Role of extracellular signal-regulated kinase pathway in diepoxybutane-induced apoptosis of human lymphoblasts.

2004 
3384 Diepoxybutane (DEB) is the most potent metabolite of the environmental chemical 1, 3-butadiene (BD), which is prevalent in petrochemical industrial areas. BD is a known mutagen and human carcinogen, and possesses multi-organ systems toxicity that includes bone marrow depletion, spleen and thymus atrophy. Although the toxic effects of BD are known to be mediated through its epoxy metabolites, the cellular and molecular mechanisms of BD toxicity are not well understood. In working towards the elucidation of the cellular and molecular mechanisms of BD toxicity, our laboratory has recently reported the occurrence of apoptosis, but not necrosis, in human lymphoblasts exposed to low micromolar concentrations of DEB. The objective of this study was to identify apoptotic signaling pathways responsible for mediating DEB-induced apoptosis in human lymphoblasts.
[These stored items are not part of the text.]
use crate::di::{Container, TypeKey};
use crate::error::{NestError, Result};
use crate::module::{ModuleDef, ModuleNode};
use std::sync::Arc;

/// View of the container from one registered module.
///
/// Lookups are limited to what the module can see: its own providers and
/// controllers, the exports of its imports and the exports of global modules.
pub struct ApplicationContext<'a> {
    container: &'a Container,
    module: &'a ModuleNode,
}

impl<'a> ApplicationContext<'a> {
    pub(crate) fn new(container: &'a Container, module: &ModuleDef) -> Result<Self> {
        let token = container.module_compiler().token_of(module);
        let module = container.get_module_by_key(&token)?;
        Ok(Self { container, module })
    }

    pub fn module(&self) -> &'a ModuleNode {
        self.module
    }

    pub fn container(&self) -> &'a Container {
        self.container
    }

    /// Select a module from the same container.
    pub fn select(&self, module: &ModuleDef) -> Result<ApplicationContext<'a>> {
        ApplicationContext::new(self.container, module)
    }

    pub fn get<T: Send + Sync + 'static>(&self) -> Result<Arc<T>> {
        let key = TypeKey::of::<T>();
        if !self.is_visible(key) {
            return Err(NestError::DependencyNotFound {
                type_name: format!("{} (not visible from {})", key.short_name(), self.module.name()),
            });
        }
        self.container.get::<T>()
    }

    fn is_visible(&self, key: TypeKey) -> bool {
        if self.module.has_provider(key) || self.module.has_controller(key) {
            return true;
        }
        let exported_by = |token: &str| {
            self.container
                .modules()
                .get(token)
                .is_some_and(|node| node.exports().contains(&key))
        };
        self.module.imports().iter().any(|token| exported_by(token.as_str()))
            || self
                .container
                .global_modules()
                .any(|node| node.exports().contains(&key))
    }
}
use crate::di::TypeKey;
use dashmap::DashMap;
use serde_json::json;
use sha2::{Digest, Sha256};
use std::any::TypeId;

/// Derives the identity ("token") of a compiled module.
///
/// The per-type id is memoized by `TypeId` and derived from the fully qualified
/// type name, so tokens are deterministic for a given build. Dynamic
/// configuration is folded into the hash input, giving distinct tokens to
/// distinct configurations of the same module type.
#[derive(Default)]
pub struct ModuleTokenFactory {
    module_ids: DashMap<TypeId, String>,
    module_tokens: DashMap<String, String>,
}

impl ModuleTokenFactory {
    pub fn new() -> Self {
        Self::default()
    }

    pub fn create(&self, metatype: TypeKey, dynamic_metadata: Option<&serde_json::Value>) -> String {
        let module_id = self.get_module_id(metatype);
        let module_name = metatype.short_name();

        match dynamic_metadata {
            None => self.get_static_module_token(&module_id, module_name),
            Some(dynamic) => {
                let opaque_token = json!({
                    "id": module_id,
                    "module": module_name,
                    "dynamic": dynamic,
                });
                Self::hash_string(&Self::stringify_opaque_token(&opaque_token))
            }
        }
    }

    pub fn get_static_module_token(&self, module_id: &str, module_name: &str) -> String {
        let key = format!("{module_id}_{module_name}");
        if let Some(token) = self.module_tokens.get(&key) {
            return token.value().clone();
        }
        let token = Self::hash_string(&key);
        self.module_tokens.insert(key, token.clone());
        token
    }

    pub fn get_module_id(&self, metatype: TypeKey) -> String {
        self.module_ids
            .entry(metatype.id())
            .or_insert_with(|| Self::hash_string(metatype.type_name())[..16].to_string())
            .value()
            .clone()
    }

    /// Objects serialize with sorted keys, so equal values give equal strings.
    pub fn stringify_opaque_token(opaque_token: &serde_json::Value) -> String {
        opaque_token.to_string()
    }

    pub fn hash_string(value: &str) -> String {
        hex::encode(Sha256::digest(value.as_bytes()))
    }
}
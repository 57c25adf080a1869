use super::model::{CreateUserRequest, User};
use super::service::UserService;
use nestrs::prelude::*;

#[controller(prefix = "/users", tag = "users")]
pub struct UserController {
    service: Arc<UserService>,
}

#[routes]
impl UserController {
    #[post("/")]
    #[http_code(201)]
    pub async fn create(
        &self,
        #[body] req: CreateUserRequest,
    ) -> Result<Json<User>, (StatusCode, String)> {
        self.service
            .create(req)
            .map(Json)
            .map_err(|e| (StatusCode::UNPROCESSABLE_ENTITY, e))
    }

    #[get("/{id}")]
    pub async fn get_one(&self, #[param] id: String) -> Result<Json<User>, StatusCode> {
        self.service.get(&id).map(Json).ok_or(StatusCode::NOT_FOUND)
    }

    #[get("/")]
    pub async fn list(&self) -> Json<Vec<User>> {
        Json(self.service.list())
    }

    #[delete("/{id}")]
    pub fn remove(&self, #[param] id: String) -> StatusCode {
        if self.service.remove(&id) {
            StatusCode::NO_CONTENT
        } else {
            StatusCode::NOT_FOUND
        }
    }
}
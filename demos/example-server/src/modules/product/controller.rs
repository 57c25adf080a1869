use super::model::{CreateProductRequest, Product, ProductFilter};
use super::service::ProductService;
use nestrs::prelude::*;

#[controller(prefix = "/products", tag = "products")]
pub struct ProductController {
    service: Arc<ProductService>,
}

#[routes]
impl ProductController {
    #[post("/")]
    #[http_code(201)]
    pub async fn create(
        &self,
        #[body] req: CreateProductRequest,
    ) -> Result<Json<Product>, (StatusCode, String)> {
        self.service
            .create(req)
            .map(Json)
            .map_err(|e| (StatusCode::BAD_REQUEST, e))
    }

    #[get("/{id}")]
    pub async fn get_one(&self, #[param] id: String) -> Result<Json<Product>, StatusCode> {
        self.service.get(&id).map(Json).ok_or(StatusCode::NOT_FOUND)
    }

    #[get("/")]
    pub async fn list(&self, #[query] filter: ProductFilter) -> Json<Vec<Product>> {
        Json(self.service.list(&filter))
    }
}
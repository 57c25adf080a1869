use crate::controller::HttpMethod;
use thiserror::Error;

pub type Result<T> = std::result::Result<T, NestError>;

/// Configuration errors raised while the module graph is built.
///
/// Every variant aborts startup: the graph is static, so a broken graph is a
/// programming error rather than a runtime condition.
#[derive(Debug, Error)]
pub enum NestError {
    #[error("Unknown module: no module is registered under token '{token}'")]
    UnknownModule { token: String },

    #[error("Circular dependency detected: {cycle}")]
    CircularDependency { cycle: String },

    #[error("{message}")]
    NoneInjectable { type_name: String, message: String },

    #[error(
        "{type_name} has no module metadata. Declare it with #[module(...)] and at least one of `imports`, `providers` or `controllers`"
    )]
    MissingModuleMetadata { type_name: String },

    #[error(
        "{module} exports {export}, which is neither one of its providers nor exported by one of its imports"
    )]
    InvalidExport { module: String, export: String },

    #[error("Dependency not found: {type_name}")]
    DependencyNotFound { type_name: String },

    #[error(
        "{type_name} was already built from its constructor, so a value provider for it can no longer take effect. Import the module providing the value before any module that depends on {type_name}"
    )]
    ValueProviderConflict { type_name: String },

    #[error("Failed to downcast type: {type_name}")]
    DowncastFailed { type_name: String },

    #[error("Route {method} {path} is declared twice (second declaration: {endpoint})")]
    DuplicateRoute {
        method: HttpMethod,
        path: String,
        endpoint: String,
    },

    #[error("Server error: {0}")]
    Server(String),

    #[error(transparent)]
    Io(#[from] std::io::Error),
}

impl NestError {
    /// Builds the rejection for a type used as a provider or dependency
    /// without carrying the injectable marker.
    pub fn none_injectable(type_name: &str, module: Option<&str>) -> Self {
        let location = match module {
            Some(module) => format!("the providers list of {module}"),
            None => "the providers list of its module".to_string(),
        };
        let message = format!(
            "{type_name} is not injectable.\n\
             To make {type_name} injectable, add #[derive(Injectable)] to its definition\n\
             or remove {type_name} from {location}.\n\
             Please check your code and ensure that the derive is applied to the type."
        );
        NestError::NoneInjectable {
            type_name: type_name.to_string(),
            message,
        }
    }

    pub fn unknown_module(token: impl Into<String>) -> Self {
        NestError::UnknownModule {
            token: token.into(),
        }
    }
}

impl axum::response::IntoResponse for NestError {
    fn into_response(self) -> axum::response::Response {
        tracing::error!(error = %self, "request failed on a container error");
        (
            axum::http::StatusCode::INTERNAL_SERVER_ERROR,
            self.to_string(),
        )
            .into_response()
    }
}
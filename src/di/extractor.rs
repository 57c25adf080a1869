use crate::di::Container;
use crate::error::NestError;
use axum::{extract::FromRequestParts, http::request::Parts};
use std::sync::Arc;

/// Axum extractor handing a bound singleton to a handler.
///
/// Only types registered while the module graph was built can be extracted;
/// request handlers never bind new types.
///
/// # Example
/// ```rust,ignore
/// use nestrs::Inject;
/// use axum::extract::Path;
///
/// async fn get_user(
///     Inject(service): Inject<UserService>,
///     Path(id): Path<String>,
/// ) -> String {
///     service.find_one(&id)
/// }
/// ```
pub struct Inject<T>(pub Arc<T>);

/// Trait that router state must implement to expose the container
pub trait HasContainer {
    fn get_container(&self) -> &Container;
}

impl<S, T> FromRequestParts<S> for Inject<T>
where
    S: Send + Sync + HasContainer,
    T: 'static + Send + Sync,
{
    type Rejection = NestError;

    async fn from_request_parts(_parts: &mut Parts, state: &S) -> Result<Self, Self::Rejection> {
        state.get_container().get::<T>().map(Inject)
    }
}

impl<T> std::ops::Deref for Inject<T> {
    type Target = T;

    fn deref(&self) -> &Self::Target {
        &self.0
    }
}

impl<T> Clone for Inject<T> {
    fn clone(&self) -> Self {
        Inject(Arc::clone(&self.0))
    }
}
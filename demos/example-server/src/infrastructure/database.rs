use nestrs::prelude::*;
use std::collections::HashMap;
use std::sync::{PoisonError, RwLock};

/// In-memory table store keyed by `"{table}:{id}"`.
#[derive(Injectable)]
pub struct Database {
    #[inject(default = "RwLock::new(HashMap::new())")]
    storage: RwLock<HashMap<String, String>>,
}

impl Database {
    pub fn insert(&self, table: &str, id: &str, data: String) {
        let mut storage = self.storage.write().unwrap_or_else(PoisonError::into_inner);
        storage.insert(format!("{}:{}", table, id), data);
    }

    pub fn get(&self, table: &str, id: &str) -> Option<String> {
        let storage = self.storage.read().unwrap_or_else(PoisonError::into_inner);
        storage.get(&format!("{}:{}", table, id)).cloned()
    }

    pub fn remove(&self, table: &str, id: &str) -> Option<String> {
        let mut storage = self.storage.write().unwrap_or_else(PoisonError::into_inner);
        storage.remove(&format!("{}:{}", table, id))
    }

    pub fn scan(&self, table: &str) -> Vec<String> {
        let storage = self.storage.read().unwrap_or_else(PoisonError::into_inner);
        let prefix = format!("{}:", table);
        storage
            .iter()
            .filter(|(k, _)| k.starts_with(&prefix))
            .map(|(_, v)| v.clone())
            .collect()
    }
}

#[module(providers = [Database], exports = [Database], global = true)]
pub struct DatabaseModule;
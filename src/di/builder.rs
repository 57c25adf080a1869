use crate::config::ContainerConfig;
use crate::di::Container;
use crate::error::Result;
use crate::module::ModuleDef;

/// Builder for a container with pre-registered values and modules.
///
/// # Example
/// ```rust,ignore
/// let container = ContainerBuilder::new()
///     .reset_instances_on_clear(false)
///     .register(DatabaseUrl::from_env())
///     .module(ModuleDef::of::<AppModule>())
///     .build()?;
/// ```
pub struct ContainerBuilder {
    config: ContainerConfig,
    values: Vec<Box<dyn FnOnce(&mut Container) + Send>>,
    modules: Vec<ModuleDef>,
}

impl ContainerBuilder {
    pub fn new() -> Self {
        Self {
            config: ContainerConfig::default(),
            values: Vec::new(),
            modules: Vec::new(),
        }
    }

    pub fn config(mut self, config: ContainerConfig) -> Self {
        self.config = config;
        self
    }

    pub fn reset_instances_on_clear(mut self, reset: bool) -> Self {
        self.config.reset_instances_on_clear = reset;
        self
    }

    /// Register a service instance
    pub fn register<T: 'static + Send + Sync>(mut self, instance: T) -> Self {
        self.values.push(Box::new(move |container: &mut Container| {
            container.register(instance);
        }));
        self
    }

    /// Queue a module; modules are added in order after every value.
    pub fn module(mut self, module: ModuleDef) -> Self {
        self.modules.push(module);
        self
    }

    /// Build the container, registering every queued value and module.
    pub fn build(self) -> Result<Container> {
        let mut container = Container::with_config(self.config);
        for register in self.values {
            register(&mut container);
        }
        container.add_modules(&self.modules)?;
        Ok(container)
    }
}

impl Default for ContainerBuilder {
    fn default() -> Self {
        Self::new()
    }
}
The mitogen-activated protein kinase (MAPK) pathways provide a mechanism by which signals are transduced from the cell surface to the nucleus, leading to activation of genes involved in a wide variety of cellular processes, including cell survival. We thus investigated the role of MAPKs in mediating DEB-induced apoptosis in human lymphoblasts. We found that the extracellular signal regulated kinase (ERK) was activated (as deduced by western blot analysis utilizing activation-specific antibodies) in response to DEB in an exposure time and DEB-concentration dependent manner; under these conditions levels of total ERK protein remained unchanged. A specific pharmacological inhibitor (PD98059) of MAPK kinase inhibited 60% of the DEB-induced apoptosis in human lymphoblasts at 24h post-exposure; under these experimental conditions the activation of the extracellular-signal regulated kinase (ERK) was inhibited. This is the first report to implicate the ERK MAPK pathway in mediating DEB-induced apoptosis. Since this pathway is known to control cell growth in most cell types, its involvement in mediating apoptosis may select for mutations which enable cells to escape apoptosis, leading to butadiene-induced carcinogenesis.